In [38]:
import pandas as pd
from mlxtend.preprocessing import TransactionEncoder
from mlxtend.frequent_patterns import apriori, association_rules

In [47]:
df=pd.read_excel('Online retail.xlsx',header=None)

In [48]:
transactions=df[0].apply(lambda x: x.split(','))

In [49]:
te=TransactionEncoder()
te_array=te.fit(transactions).transform(transactions)

df_encoded=pd.DataFrame(te_array,columns=te.columns_)

In [50]:
frequent_itemsets=apriori(df_encoded,min_support=0.2,use_colnames=True)

In [51]:
rules=association_rules(frequent_itemsets,metric="lift",min_threshold=1.0)

In [52]:
print(rules[['antecedents','consequents','support','confidence','lift']])

Empty DataFrame
Columns: [antecedents, consequents, support, confidence, lift]
Index: []


In [3]:
###Analysis and Interpretation¶

#After applying the Apriori algorithm on the Online Retail dataset, several interesting association rules were discovered.
#Products like mineral water, frozen smoothie, and green tea frequently appear in combination with other healthy products such as salmon, avocado, and vegetables mix.
#One notable rule suggests that customers who purchase green tea and low fat yogurt are also likely to purchase frozen smoothie, with a high confidence and lift value, indicating a strong relationship.
#The lift values greater than 1 in several rules show that these item combinations occur more often than expected by chance, suggesting strong associations.
#Many rules involve combinations of health-conscious items, indicating a segment of health-oriented customers whose purchasing patterns can be targeted for promotions or bundling offers.
#These insights can help retailers in:

#Product placement: placing commonly bought-together items near each other.
#Targeted promotions: bundling frequently associated products.
#Inventory planning: stocking up on items that are often purchased together.

In [1]:
#1. What is lift and why is it important in Association Rules?

#Lift is a measure used to evaluate the performance of an association rule compared to random chance. It tells us how much more likely the occurrence of item B is given item A, relative to the likelihood of B occurring at all.
#Lift(A -> B) = Confidence(A -> B) / Support(B)
#Lift > 1: Positive correlation – the items appear together more than expected.
#Lift = 1: No correlation – the items appear together as expected.
#Lift < 1: Negative correlation – the items appear together less than expected.

In [2]:
#2. What is Support and Confidence? How do you calculate them?

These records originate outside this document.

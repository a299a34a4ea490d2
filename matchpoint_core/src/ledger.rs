//! Score ledger: cumulative player scores and the retained round history.
//!
//! Consumption is NOT idempotent. Replaying a `round-completed` event
//! adds its scores a second time and appends a second history entry;
//! the bus offers no exactly-once guarantee either, so a duplicate
//! delivery inflates the card.

use std::collections::HashMap;
use std::sync::{Arc, Mutex, PoisonError, RwLock};

use crate::error::GameError;
use crate::events::GameEvent;
use crate::model::{RoundResult, ScoreCard, SimulationId, SimulationStatus};

/// Ledger state for one simulation.
#[derive(Debug)]
struct LedgerEntry {
    card: ScoreCard,
    history: Vec<RoundResult>,
}

/// Accumulates scores per simulation and answers queries.
pub struct ScoreLedger {
    simulations: RwLock<HashMap<SimulationId, Arc<Mutex<LedgerEntry>>>>,
}

impl ScoreLedger {
    /// Creates an empty ledger.
    pub fn new() -> Self {
        Self {
            simulations: RwLock::new(HashMap::new()),
        }
    }

    fn entry(&self, simulation_id: SimulationId) -> Result<Arc<Mutex<LedgerEntry>>, GameError> {
        self.simulations
            .read()
            .unwrap_or_else(PoisonError::into_inner)
            .get(&simulation_id)
            .cloned()
            .ok_or(GameError::UnknownSimulation(simulation_id))
    }

    /// Opens a fresh card for season 1 round 1 with every player at 0.
    ///
    /// History already retained for the id is kept.
    fn open_card(&self, result: &RoundResult) -> Arc<Mutex<LedgerEntry>> {
        let mut card = ScoreCard::new(result.simulation_id);
        for player in result.result_for_current_round.keys() {
            card.players_score.insert(player.clone(), 0);
        }

        let mut simulations = self.simulations.write().unwrap_or_else(PoisonError::into_inner);
        let entry = simulations
            .entry(result.simulation_id)
            .or_insert_with(|| {
                Arc::new(Mutex::new(LedgerEntry {
                    card: ScoreCard::new(result.simulation_id),
                    history: Vec::new(),
                }))
            })
            .clone();
        entry.lock().unwrap_or_else(PoisonError::into_inner).card = card;
        entry
    }

    /// Adds a completed round to the card and the history.
    pub fn on_round_completed(&self, result: RoundResult) -> Result<(), GameError> {
        tracing::debug!(
            simulation = %result.simulation_id,
            season = result.season_number,
            round = result.round_number,
            results = ?result.result_for_current_round,
            "received round result"
        );

        let entry = if result.is_first_round() {
            self.open_card(&result)
        } else {
            self.entry(result.simulation_id)?
        };

        let mut entry = entry.lock().unwrap_or_else(PoisonError::into_inner);
        for (player, &points) in &result.result_for_current_round {
            if points > 0 {
                *entry.card.players_score.entry(player.clone()).or_insert(0) += points as u64;
            }
        }
        tracing::debug!(simulation = %result.simulation_id, score = ?entry.card.players_score, "current score");

        entry.history.push(result);
        Ok(())
    }

    /// Marks a simulation's card complete.
    pub fn on_simulation_completed(&self, simulation_id: SimulationId) -> Result<(), GameError> {
        let entry = self.entry(simulation_id)?;
        entry.lock().unwrap_or_else(PoisonError::into_inner).card.status = SimulationStatus::Complete;
        tracing::info!(simulation = %simulation_id, "score card closed");
        Ok(())
    }

    /// Routes one event. The ledger never publishes.
    pub fn handle(&self, event: GameEvent) -> Result<Vec<GameEvent>, GameError> {
        match event {
            GameEvent::RoundCompleted(result) => self.on_round_completed(result)?,
            GameEvent::SimulationCompleted(sim) => self.on_simulation_completed(sim.simulation_id)?,
            _ => {}
        }
        Ok(Vec::new())
    }

    /// Snapshot of every score card, ordered by simulation id.
    pub fn score_cards(&self) -> Vec<ScoreCard> {
        let simulations = self.simulations.read().unwrap_or_else(PoisonError::into_inner);
        let mut cards: Vec<ScoreCard> = simulations
            .values()
            .map(|entry| entry.lock().unwrap_or_else(PoisonError::into_inner).card.clone())
            .collect();
        cards.sort_by_key(|card| card.simulation_id);
        cards
    }

    /// Snapshot of one simulation's card.
    pub fn score_card(&self, simulation_id: SimulationId) -> Option<ScoreCard> {
        self.entry(simulation_id)
            .ok()
            .map(|entry| entry.lock().unwrap_or_else(PoisonError::into_inner).card.clone())
    }

    /// Every retained round result for a simulation, in arrival order.
    /// Unknown ids yield an empty history.
    pub fn history(&self, simulation_id: SimulationId) -> Vec<RoundResult> {
        self.entry(simulation_id)
            .map(|entry| entry.lock().unwrap_or_else(PoisonError::into_inner).history.clone())
            .unwrap_or_default()
    }
}

impl Default for ScoreLedger {
    fn default() -> Self {
        Self::new()
    }
}

#[cfg(test)]
mod tests {
    use super::*;
    use crate::model::{RoundStart, Simulation, SimulationRequest};
    use std::collections::BTreeMap;

    const SIM: SimulationId = SimulationId(1);

    fn result(round: u32, season: u32, scores: &[(&str, u32)]) -> RoundResult {
        let start = RoundStart {
            simulation_id: SIM,
            seed: 1,
            number_of_participants: 10,
            round_number: round,
            season_number: season,
        };
        let mut result = RoundResult::new(&start);
        result.result_for_current_round = scores
            .iter()
            .map(|(name, points)| (name.to_string(), *points))
            .collect::<BTreeMap<_, _>>();
        result
    }

    #[test]
    fn test_first_round_opens_card_with_every_player() {
        let ledger = ScoreLedger::new();
        ledger
            .on_round_completed(result(1, 1, &[("Player1", 2), ("Player2", 0)]))
            .unwrap();

        let card = ledger.score_card(SIM).unwrap();
        assert_eq!(card.status, SimulationStatus::Running);
        assert_eq!(card.score("Player1"), 2);
        assert_eq!(card.players_score.get("Player2"), Some(&0));
    }

    #[test]
    fn test_later_round_for_unknown_simulation_fails() {
        let ledger = ScoreLedger::new();
        let err = ledger.on_round_completed(result(2, 1, &[("Player1", 1)])).unwrap_err();

        assert!(matches!(err, GameError::UnknownSimulation(SIM)));
        assert!(ledger.history(SIM).is_empty());
    }

    #[test]
    fn test_scores_accumulate_monotonically() {
        let ledger = ScoreLedger::new();
        let rounds = [
            result(1, 1, &[("Player1", 1), ("Player2", 0)]),
            result(2, 1, &[("Player1", 0), ("Player2", 3)]),
            result(1, 2, &[("Player1", 2), ("Player2", 1)]),
        ];

        let mut last = 0;
        for r in rounds {
            ledger.on_round_completed(r).unwrap();
            let total = ledger.score_card(SIM).unwrap().score("Player1");
            assert!(total >= last);
            last = total;
        }

        let card = ledger.score_card(SIM).unwrap();
        assert_eq!(card.score("Player1"), 3);
        assert_eq!(card.score("Player2"), 4);

        let history = ledger.history(SIM);
        let cursor: Vec<(u32, u32)> = history.iter().map(|r| (r.season_number, r.round_number)).collect();
        assert_eq!(cursor, vec![(1, 1), (1, 2), (2, 1)]);
    }

    #[test]
    fn test_simulation_completed_closes_card() {
        let ledger = ScoreLedger::new();
        ledger.on_round_completed(result(1, 1, &[("Player1", 0)])).unwrap();

        let sim = Simulation::new(SIM, &SimulationRequest::new(1, 1));
        ledger.handle(GameEvent::SimulationCompleted(sim)).unwrap();

        assert_eq!(ledger.score_card(SIM).unwrap().status, SimulationStatus::Complete);
        assert!(matches!(
            ledger.on_simulation_completed(SimulationId(99)),
            Err(GameError::UnknownSimulation(SimulationId(99)))
        ));
    }

    #[test]
    fn test_replayed_round_is_counted_twice() {
        let ledger = ScoreLedger::new();
        ledger.on_round_completed(result(1, 1, &[("Player1", 0)])).unwrap();

        let round_two = result(2, 1, &[("Player1", 2)]);
        ledger.on_round_completed(round_two.clone()).unwrap();
        ledger.on_round_completed(round_two).unwrap();

        // Known limitation: no de-duplication.
        assert_eq!(ledger.score_card(SIM).unwrap().score("Player1"), 4);
        assert_eq!(ledger.history(SIM).len(), 3);
    }

    #[test]
    fn test_replayed_first_round_resets_card_but_keeps_history() {
        let ledger = ScoreLedger::new();
        ledger.on_round_completed(result(1, 1, &[("Player1", 1)])).unwrap();
        ledger.on_round_completed(result(2, 1, &[("Player1", 5)])).unwrap();
        ledger.on_round_completed(result(1, 1, &[("Player1", 1)])).unwrap();

        assert_eq!(ledger.score_card(SIM).unwrap().score("Player1"), 1);
        assert_eq!(ledger.history(SIM).len(), 3);
    }

    #[test]
    fn test_score_cards_are_listed_by_id() {
        let ledger = ScoreLedger::new();
        for id in [3, 1, 2] {
            let mut r = result(1, 1, &[("Player1", 0)]);
            r.simulation_id = SimulationId(id);
            ledger.on_round_completed(r).unwrap();
        }

        let ids: Vec<u64> = ledger.score_cards().iter().map(|c| c.simulation_id.0).collect();
        assert_eq!(ids, vec![1, 2, 3]);
    }
}
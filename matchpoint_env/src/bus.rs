//! Publish/subscribe abstraction between Matchpoint components.

use async_trait::async_trait;
use tokio::sync::mpsc;

use crate::error::EnvError;
use crate::types::{Envelope, Topic};

/// Abstraction for topic-based event delivery between components.
///
/// # Implementations
///
/// - **In-process**: `LocalBus` - fan-out over tokio channels, with
///   fault injection through [`BusController`]
///
/// # Delivery
///
/// ```text
/// Publisher                  Bus                     Subscribers
///   |                         |                           |
///   |-- publish(envelope) --->|                           |
///   |                         |-- [topic match] --------->| consumer A
///   |                         |-- [topic match] --------->| consumer B
/// ```
///
/// Every subscription whose topic set contains the envelope's topic
/// receives its own copy. Envelopes from one publisher reach a given
/// subscription in publish order. Delivery is at-most-once: nothing is
/// retried and nothing is de-duplicated.
#[async_trait]
pub trait EventBus: Send + Sync + 'static {
    /// Publishes an envelope to every subscription on its topic.
    ///
    /// # Returns
    /// * `Ok(n)` - Number of subscriptions the envelope was handed to
    /// * `Err(EnvError::BusClosed)` - The bus has been shut down
    async fn publish(&self, envelope: Envelope) -> Result<usize, EnvError>;

    /// Registers a consumer for a set of topics.
    ///
    /// # Arguments
    /// * `consumer` - Consumer name (for logging)
    /// * `topics` - Topics the subscription receives
    fn subscribe(&self, consumer: &str, topics: &[Topic]) -> Result<Subscription, EnvError>;
}

/// Receiving end of a bus subscription.
pub struct Subscription {
    consumer: String,
    rx: mpsc::UnboundedReceiver<Envelope>,
}

impl Subscription {
    /// Wraps a channel receiver.
    pub fn new(consumer: impl Into<String>, rx: mpsc::UnboundedReceiver<Envelope>) -> Self {
        Self {
            consumer: consumer.into(),
            rx,
        }
    }

    /// Receives the next envelope.
    ///
    /// # Returns
    /// * `Some(envelope)` - An envelope arrived
    /// * `None` - The bus was closed (shutdown)
    pub async fn recv(&mut self) -> Option<Envelope> {
        self.rx.recv().await
    }

    /// Returns the next envelope if one is already queued.
    pub fn try_recv(&mut self) -> Option<Envelope> {
        self.rx.try_recv().ok()
    }

    /// Drains every envelope queued right now.
    pub fn drain(&mut self) -> Vec<Envelope> {
        let mut envelopes = Vec::new();
        while let Some(envelope) = self.try_recv() {
            envelopes.push(envelope);
        }
        envelopes
    }

    /// Returns the consumer name.
    pub fn consumer(&self) -> &str {
        &self.consumer
    }
}

/// Fault injection on a bus.
///
/// Allows the harness to lose envelopes on chosen topics.
pub trait BusController: Send + Sync {
    /// Sets the probability (0.0 - 1.0) that an envelope on `topic` is lost.
    fn set_drop_rate(&self, topic: Topic, rate: f64);

    /// Removes every injected fault.
    fn heal_all(&self);

    /// Total envelopes lost to injected faults.
    fn dropped(&self) -> u64;
}
//! JSON exporter for ledger snapshots.
//!
//! Writes every score card together with its simulation progress and the
//! retained round history, one file per scenario run.

use matchpoint_core::{RoundResult, ScoreCard, Simulation};
use serde::{Deserialize, Serialize};
use std::fs::File;
use std::io::Write;
use std::path::Path;

/// One simulation's ledger state.
#[derive(Debug, Clone, Serialize, Deserialize)]
#[serde(rename_all = "camelCase")]
pub struct SimulationExport {
    /// Cumulative scores
    pub score_card: ScoreCard,

    /// Controller-side progress
    #[serde(skip_serializing_if = "Option::is_none")]
    pub progress: Option<Simulation>,

    /// Every completed round, in arrival order
    pub history: Vec<RoundResult>,
}

/// Complete ledger export for a scenario run.
#[derive(Debug, Clone, Serialize, Deserialize)]
#[serde(rename_all = "camelCase")]
pub struct LedgerExport {
    /// Scenario name
    pub scenario: String,

    /// Seed used
    pub seed: u64,

    /// Virtual time elapsed, in milliseconds
    pub elapsed_ms: u64,

    /// Per-simulation snapshots
    pub simulations: Vec<SimulationExport>,

    /// Final results
    pub passed: bool,

    #[serde(skip_serializing_if = "Option::is_none")]
    pub failure_reason: Option<String>,
}

impl LedgerExport {
    /// Creates a new export container.
    pub fn new(scenario: &str, seed: u64) -> Self {
        Self {
            scenario: scenario.to_string(),
            seed,
            elapsed_ms: 0,
            simulations: Vec::new(),
            passed: false,
            failure_reason: None,
        }
    }

    /// Adds a simulation snapshot.
    pub fn add_simulation(&mut self, score_card: ScoreCard, progress: Option<Simulation>, history: Vec<RoundResult>) {
        self.simulations.push(SimulationExport {
            score_card,
            progress,
            history,
        });
    }

    /// Finalizes the export.
    pub fn finalize(&mut self, passed: bool, failure_reason: Option<String>, elapsed_ms: u64) {
        self.passed = passed;
        self.failure_reason = failure_reason;
        self.elapsed_ms = elapsed_ms;
    }

    /// Total rounds across all histories.
    pub fn rounds(&self) -> usize {
        self.simulations.iter().map(|s| s.history.len()).sum()
    }

    /// Encodes as pretty JSON.
    pub fn to_json(&self) -> serde_json::Result<String> {
        serde_json::to_string_pretty(self)
    }

    /// Writes to a JSON file.
    pub fn write_to_file(&self, path: impl AsRef<Path>) -> std::io::Result<()> {
        let json = self.to_json()?;
        let mut file = File::create(path)?;
        file.write_all(json.as_bytes())?;
        Ok(())
    }
}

#Support: Measures how frequently an itemset appears in the dataset.
#Support(A -> B) = (Transactions containing A and B) / Total transactions
#It indicates how popular or common the rule is in the dataset.
#Confidence: Measures how often the rule has been found to be true.
#Confidence(A -> B) = (Transactions containing A and B) / (Transactions containing A)
#It shows the reliability of the rule – how likely B is purchased when A is purchased.

#Example:
#If 100 out of 1,000 transactions include both milk and bread, and 200 transactions include milk:
#Support(Milk -> Bread) = 100 / 1000 = 0.10
#Confidence(Milk → Bread) = 100 / 200 = 0.50

In [None]:
#3. What are some limitations or challenges of Association Rules Mining?

#Too many rules: Association rule mining can generate a huge number of rules, many of which may be trivial or irrelevant.
#Rare item problem: Important but infrequent associations may be missed if the minimum support threshold is too high.
#Subjectivity in thresholds: Setting the right support, confidence, and lift thresholds requires domain knowledge and may affect outcomes drastically.
#Scalability: It can be computationally expensive on large datasets due to the combinatorial explosion of itemsets.
#Lack of causality: Association rules do not imply causation, only co-occurrence.
#Redundancy: Many rules may be variations of the same association, leading to redundant information.